SENATE BUDGET AND APPROPRIATIONS COMMITTEE

 

STATEMENT TO

 

[First Reprint]

SENATE, No. 1008

 

STATE OF NEW JERSEY

 

DATED: OCTOBER 28, 1996

 

      The Senate Budget and Appropriations Committee reports favorably Senate Bill No. 1008 (1R).

      Senate Bill No. 1008 (1R) would require governmental employers to give any State or local law enforcement officer or firefighter who is a “duly authorized representative” of the Emerald Society to a leave of absence with pay to attend any State or national convention of the organization. The leave of absence would be for the duration of the convention with a reasonable time allowed for travel to and from the convention.

      Current law already requires employers to give law enforcement officers and firefighters who are members of certain designated organizations a leave of absence for such conventions.

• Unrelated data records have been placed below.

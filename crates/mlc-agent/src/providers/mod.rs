//! Model providers — the seam between the driver loop and the
//! foundation-model endpoint.
//!
//! Two real providers (Bedrock Converse, OpenAI-compatible chat
//! completions) plus a scripted one for tests.

pub mod bedrock;
pub mod openai;
pub mod scripted;

use async_trait::async_trait;
use serde::{Deserialize, Serialize};
use thiserror::Error;

use mlc_protocol::ToolOutcome;

pub use bedrock::BedrockModel;
pub use openai::OpenAiModel;
pub use scripted::ScriptedModel;

/// Errors from a model provider.
#[derive(Debug, Error)]
pub enum ModelError {
    #[error("model authentication failed: {message}")]
    Auth { message: String },

    #[error("model endpoint throttled: {message}")]
    Throttled { message: String },

    #[error("model request timed out after {seconds}s")]
    Timeout { seconds: u64 },

    #[error("model API error: {message}")]
    Api { message: String },
}

impl ModelError {
    /// Transient failures the driver may retry.
    pub fn is_retryable(&self) -> bool {
        matches!(self, Self::Throttled { .. } | Self::Timeout { .. })
    }
}

/// A tool invocation requested by the model.
#[derive(Debug, Clone, Serialize, Deserialize)]
pub struct ToolCall {
    /// Provider-assigned call ID, echoed back with the result.
    pub id: String,
    pub name: String,
    pub arguments: serde_json::Value,
}

/// A declared capability passed to the model.
#[derive(Debug, Clone, Serialize, Deserialize)]
pub struct ToolSpec {
    pub name: String,
    pub description: String,
    /// JSON Schema for the arguments.
    pub schema: serde_json::Value,
}

/// One entry in the running conversation.
#[derive(Debug, Clone)]
pub enum AgentMessage {
    User(String),
    Assistant {
        text: Option<String>,
        tool_calls: Vec<ToolCall>,
    },
    /// Outcomes for a batch of tool calls, keyed by call ID.
    ToolResults(Vec<ToolResultMessage>),
}

/// One tool outcome fed back to the model.
#[derive(Debug, Clone)]
pub struct ToolResultMessage {
    pub call_id: String,
    pub outcome: ToolOutcome,
}

/// One model turn: final text, requested tool calls, or both.
#[derive(Debug, Clone, Default)]
pub struct ModelReply {
    pub text: Option<String>,
    pub tool_calls: Vec<ToolCall>,
}

/// A conversational model endpoint with tool use.
#[async_trait]
pub trait ModelClient: Send + Sync {
    /// Run one model turn over the conversation so far.
    async fn converse(
        &self,
        system_prompt: &str,
        messages: &[AgentMessage],
        tools: &[ToolSpec],
    ) -> Result<ModelReply, ModelError>;

    /// Model identifier for logging and the run report.
    fn model_id(&self) -> &str;
}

      The committee discussed the fact that this bill may constitute a State mandate upon local governments but does not authorize resources to offset the additional direct expenditures required for implementation; the committee released the bill with the understanding that decisions will be made following release as to the appropriate progress of the bill through the Legislature.

 

FISCAL IMPACT 

      In a fiscal estimate prepared by the Office of Legislative Services (OLS) on an earlier version of the bill, the OLS was advised by a representative of the Emerald Society that there are 10 chapters of the Emerald Society operating in New Jersey. Those ten chapters collectively have approximately 1,950 currently active members. The society has an executive board comprised of 20 State members and 8 representatives from each of the ten chapters, each of whom is eligible to attend the annual convention. (The representative stated that only full-time paid police officers and firefighters are eligible for membership in the Emerald Society.)

       The Emerald Society representative has advised the OLS that while there will be a cost to this bill of paying the salary of delegates while they attend the convention, the cost will be mitigated by the effects of swing-shift scheduling of personnel common in police and fire departments. A delegate would be required to be paid for the convention attendance only if the delegate were scheduled to work on any of the days that the convention is held. If any (or all) of those days are a delegate's scheduled days off, the delegate would not be required to be paid for those days.

      The OLS is not able to calculate the precise cost of this bill to the delegates' employers due to a lack of specific information regarding the identities of the delegates, the rate of pay of the delegates, and the uncertainties caused by the swing-shift scheduling of the delegates.